2. The instructor made a comment that he believes that you should inform an LEO of your CCW holder status at all traffic stops including when your NOT carrying. His argument was that this way they know your not hiding anything.I don't care what the law says or doesn't say. If I get pulled over or have to deal with an LEO for anything other than a simple hello in passing, I will be telling them I carry and that I am licensed. LEO's are there to protect and serve, and as I could potentially present a threat I want them to know I am not one.

3. The instructor said it was a really bad idea to use your CCW as photo ID ANYWHERE. Does anybody else share this feeling?I agree with that. It doesn't matter if it's legal to own/carry/etc. Don't make more work for yourself. You don't need to identify yourself as a gun owner for no reason.

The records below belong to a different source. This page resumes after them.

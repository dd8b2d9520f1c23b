//! Errors surfaced by the recording core.
//!
//! A sample level error only rejects the offending sample. Storage errors
//! leave the in-progress session untouched.

use thiserror::Error;

#[derive(Debug, Error)]
pub enum TrackError {
    /// The reading has unusable geometry. Only this sample is dropped.
    #[error("invalid sample: {reason}")]
    InvalidSample { reason: String },

    #[error("a recording is already in progress")]
    AlreadyRecording,

    #[error("no recording in progress")]
    NotRecording,

    /// The session was stopped but has nothing worth saving.
    #[error("not enough samples to save a track: got {point_count}, need at least {minimum}")]
    InsufficientData { point_count: usize, minimum: usize },

    /// Storage is unavailable or the write was refused.
    #[error("failed to persist tracks: {0:#}")]
    Persistence(anyhow::Error),

    /// The stored collection cannot be read back.
    #[error("stored tracks are corrupted: {reason}")]
    CorruptData { reason: String },

    #[error("location source unavailable: {reason}")]
    LocationUnavailable { reason: String },
}

impl TrackError {
    pub fn invalid_sample(reason: impl Into<String>) -> Self {
        TrackError::InvalidSample {
            reason: reason.into(),
        }
    }

    pub fn corrupt_data(reason: impl ToString) -> Self {
        TrackError::CorruptData {
            reason: reason.to_string(),
        }
    }
}

impl From<rusqlite::Error> for TrackError {
    fn from(error: rusqlite::Error) -> Self {
        TrackError::Persistence(error.into())
    }
}

pub type Result<T> = std::result::Result<T, TrackError>;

4. The point was made that smaller firearms are harder to handle so there for your first carry gun should be a larger framed one until you gain the skills and ability to carry something smaller and thus harder to handle. I guess my counter argument would be that, larger guns are less convenient thus less likely to actually GET carried.One hand I want to say you should practice with what you'll be carrying, but on the other hand I think it might be better to start out on something user-friendly, such as a .22 or something that won't be difficult for a new user to use.

skidooman
May 6, 2007, 08:59 PM
on the subject of using your ccw as ID, I was in casino waiting in line to get money from the ATM, and was approached by a security guard, I look young for my age and he wanted to see some ID, after presenting my DL he told me that he thought it was fake and asked if I had another form, I said sure, presented my ccw, he looked at it for about a half a second, and said "have a nice day sir."